──────── Dataset extract ────────

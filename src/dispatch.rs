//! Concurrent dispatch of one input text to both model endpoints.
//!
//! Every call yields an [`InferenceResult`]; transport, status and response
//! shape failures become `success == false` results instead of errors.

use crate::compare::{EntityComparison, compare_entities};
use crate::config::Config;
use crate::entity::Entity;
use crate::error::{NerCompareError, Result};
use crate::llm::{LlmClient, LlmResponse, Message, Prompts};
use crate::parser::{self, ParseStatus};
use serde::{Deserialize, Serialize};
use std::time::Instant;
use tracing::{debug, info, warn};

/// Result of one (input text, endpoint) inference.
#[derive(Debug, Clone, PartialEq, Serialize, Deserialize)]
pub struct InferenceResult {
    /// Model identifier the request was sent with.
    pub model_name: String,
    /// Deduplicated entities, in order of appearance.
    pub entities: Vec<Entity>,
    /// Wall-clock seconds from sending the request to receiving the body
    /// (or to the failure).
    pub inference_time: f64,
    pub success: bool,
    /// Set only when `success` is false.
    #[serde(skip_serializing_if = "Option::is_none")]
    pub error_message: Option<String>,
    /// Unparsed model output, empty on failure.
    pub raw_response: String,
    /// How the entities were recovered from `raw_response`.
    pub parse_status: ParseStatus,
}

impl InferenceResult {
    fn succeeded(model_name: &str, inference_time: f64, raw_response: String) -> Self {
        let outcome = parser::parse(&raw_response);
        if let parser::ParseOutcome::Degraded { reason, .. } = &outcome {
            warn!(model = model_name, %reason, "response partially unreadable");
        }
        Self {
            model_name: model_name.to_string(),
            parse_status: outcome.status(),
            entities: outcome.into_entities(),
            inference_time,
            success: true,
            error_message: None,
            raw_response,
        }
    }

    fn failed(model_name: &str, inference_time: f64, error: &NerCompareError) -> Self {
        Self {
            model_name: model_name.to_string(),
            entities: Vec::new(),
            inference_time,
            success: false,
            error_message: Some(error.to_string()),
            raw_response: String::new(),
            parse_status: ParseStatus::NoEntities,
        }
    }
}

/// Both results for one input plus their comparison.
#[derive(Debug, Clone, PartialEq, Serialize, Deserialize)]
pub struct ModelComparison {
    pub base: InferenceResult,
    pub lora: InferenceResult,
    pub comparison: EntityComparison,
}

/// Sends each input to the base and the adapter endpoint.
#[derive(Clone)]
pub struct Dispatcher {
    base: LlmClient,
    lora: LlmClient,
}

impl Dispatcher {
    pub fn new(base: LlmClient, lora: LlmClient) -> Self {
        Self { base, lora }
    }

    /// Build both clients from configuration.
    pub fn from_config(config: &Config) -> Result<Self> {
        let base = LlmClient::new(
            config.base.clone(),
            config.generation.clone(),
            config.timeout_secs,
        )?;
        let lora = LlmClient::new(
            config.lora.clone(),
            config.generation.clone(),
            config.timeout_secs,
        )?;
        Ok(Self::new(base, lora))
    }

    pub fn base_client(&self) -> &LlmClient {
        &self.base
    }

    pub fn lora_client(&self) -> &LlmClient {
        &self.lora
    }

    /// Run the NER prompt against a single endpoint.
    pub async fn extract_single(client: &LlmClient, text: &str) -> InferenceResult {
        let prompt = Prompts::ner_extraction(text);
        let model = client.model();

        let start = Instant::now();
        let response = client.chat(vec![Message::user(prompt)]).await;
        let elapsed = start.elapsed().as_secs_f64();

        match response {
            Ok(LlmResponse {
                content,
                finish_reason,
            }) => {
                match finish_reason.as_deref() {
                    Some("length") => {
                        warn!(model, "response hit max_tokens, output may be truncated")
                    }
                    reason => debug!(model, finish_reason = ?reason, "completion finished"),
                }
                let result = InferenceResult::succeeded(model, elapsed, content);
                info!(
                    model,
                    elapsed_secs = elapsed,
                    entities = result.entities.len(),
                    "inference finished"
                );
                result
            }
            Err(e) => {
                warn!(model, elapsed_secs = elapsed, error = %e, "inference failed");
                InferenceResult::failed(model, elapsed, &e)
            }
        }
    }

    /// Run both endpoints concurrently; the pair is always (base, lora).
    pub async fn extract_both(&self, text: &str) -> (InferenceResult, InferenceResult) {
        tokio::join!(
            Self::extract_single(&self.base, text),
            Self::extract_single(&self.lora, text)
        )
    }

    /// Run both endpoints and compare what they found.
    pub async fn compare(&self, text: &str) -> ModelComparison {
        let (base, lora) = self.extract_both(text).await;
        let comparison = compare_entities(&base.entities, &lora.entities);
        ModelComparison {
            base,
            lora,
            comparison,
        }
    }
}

────────

## Task statement
The response should consist of every record, written out exactly as given.

## Answer space
filename src/dispatch.rs
//! Concurrent dispatch of one input text to both model endpoints.
//!
//! Every call yields an [`InferenceResult`]; transport, status and response
//! shape failures become `success == false` results instead of errors.

use crate::compare::{EntityComparison, compare_entities};
use crate::config::Config;
use crate::entity::Entity;
use crate::error::{NerCompareError, Result};
use crate::llm::{LlmClient, LlmResponse, Message, Prompts};
use crate::parser::{self, ParseStatus};
use serde::{Deserialize, Serialize};
use std::time::Instant;
use tracing::{debug, info, warn};

/// Result of one (input text, endpoint) inference.
#[derive(Debug, Clone, PartialEq, Serialize, Deserialize)]
pub struct InferenceResult {
    /// Model identifier the request was sent with.
    pub model_name: String,
    /// Deduplicated entities, in order of appearance.
    pub entities: Vec<Entity>,
    /// Wall-clock seconds from sending the request to receiving the body
    /// (or to the failure).
    pub inference_time: f64,
    pub success: bool,
    /// Set only when `success` is false.
    #[serde(skip_serializing_if = "Option::is_none")]
    pub error_message: Option<String>,
    /// Unparsed model output, empty on failure.
    pub raw_response: String,
    /// How the entities were recovered from `raw_response`.
    pub parse_status: ParseStatus,
}

impl InferenceResult {
    fn succeeded(model_name: &str, inference_time: f64, raw_response: String) -> Self {
        let outcome = parser::parse(&raw_response);
        if let parser::ParseOutcome::Degraded { reason, .. } = &outcome {
            warn!(model = model_name, %reason, "response partially unreadable");
        }
        Self {
            model_name: model_name.to_string(),
            parse_status: outcome.status(),
            entities: outcome.into_entities(),
            inference_time,
            success: true,
            error_message: None,
            raw_response,
        }
    }

    fn failed(model_name: &str, inference_time: f64, error: &NerCompareError) -> Self {
        Self {
            model_name: model_name.to_string(),
            entities: Vec::new(),
            inference_time,
            success: false,
            error_message: Some(error.to_string()),
            raw_response: String::new(),
            parse_status: ParseStatus::NoEntities,
        }
    }
}

/// Both results for one input plus their comparison.
#[derive(Debug, Clone, PartialEq, Serialize, Deserialize)]
pub struct ModelComparison {
    pub base: InferenceResult,
    pub lora: InferenceResult,
    pub comparison: EntityComparison,
}

/// Sends each input to the base and the adapter endpoint.
#[derive(Clone)]
pub struct Dispatcher {
    base: LlmClient,
    lora: LlmClient,
}

impl Dispatcher {
    pub fn new(base: LlmClient, lora: LlmClient) -> Self {
        Self { base, lora }
    }

    /// Build both clients from configuration.
    pub fn from_config(config: &Config) -> Result<Self> {
        let base = LlmClient::new(
            config.base.clone(),
            config.generation.clone(),
            config.timeout_secs,
        )?;
        let lora = LlmClient::new(
            config.lora.clone(),
            config.generation.clone(),
            config.timeout_secs,
        )?;
        Ok(Self::new(base, lora))
    }

    pub fn base_client(&self) -> &LlmClient {
        &self.base
    }

    pub fn lora_client(&self) -> &LlmClient {
        &self.lora
    }

    /// Run the NER prompt against a single endpoint.
    pub async fn extract_single(client: &LlmClient, text: &str) -> InferenceResult {
        let prompt = Prompts::ner_extraction(text);
        let model = client.model();

        let start = Instant::now();
        let response = client.chat(vec![Message::user(prompt)]).await;
        let elapsed = start.elapsed().as_secs_f64();

        match response {
            Ok(LlmResponse {
                content,
                finish_reason,
            }) => {
                match finish_reason.as_deref() {
                    Some("length") => {
                        warn!(model, "response hit max_tokens, output may be truncated")
                    }
                    reason => debug!(model, finish_reason = ?reason, "completion finished"),
                }
                let result = InferenceResult::succeeded(model, elapsed, content);
                info!(
                    model,
                    elapsed_secs = elapsed,
                    entities = result.entities.len(),
                    "inference finished"
                );
                result
            }
            Err(e) => {
                warn!(model, elapsed_secs = elapsed, error = %e, "inference failed");
                InferenceResult::failed(model, elapsed, &e)
            }
        }
    }

    /// Run both endpoints concurrently; the pair is always (base, lora).
    pub async fn extract_both(&self, text: &str) -> (InferenceResult, InferenceResult) {
        tokio::join!(
            Self::extract_single(&self.base, text),
            Self::extract_single(&self.lora, text)
        )
    }

    /// Run both endpoints and compare what they found.
    pub async fn compare(&self, text: &str) -> ModelComparison {
        let (base, lora) = self.extract_both(text).await;
        let comparison = compare_entities(&base.entities, &lora.entities);
        ModelComparison {
            base,
            lora,
            comparison,
        }
    }
}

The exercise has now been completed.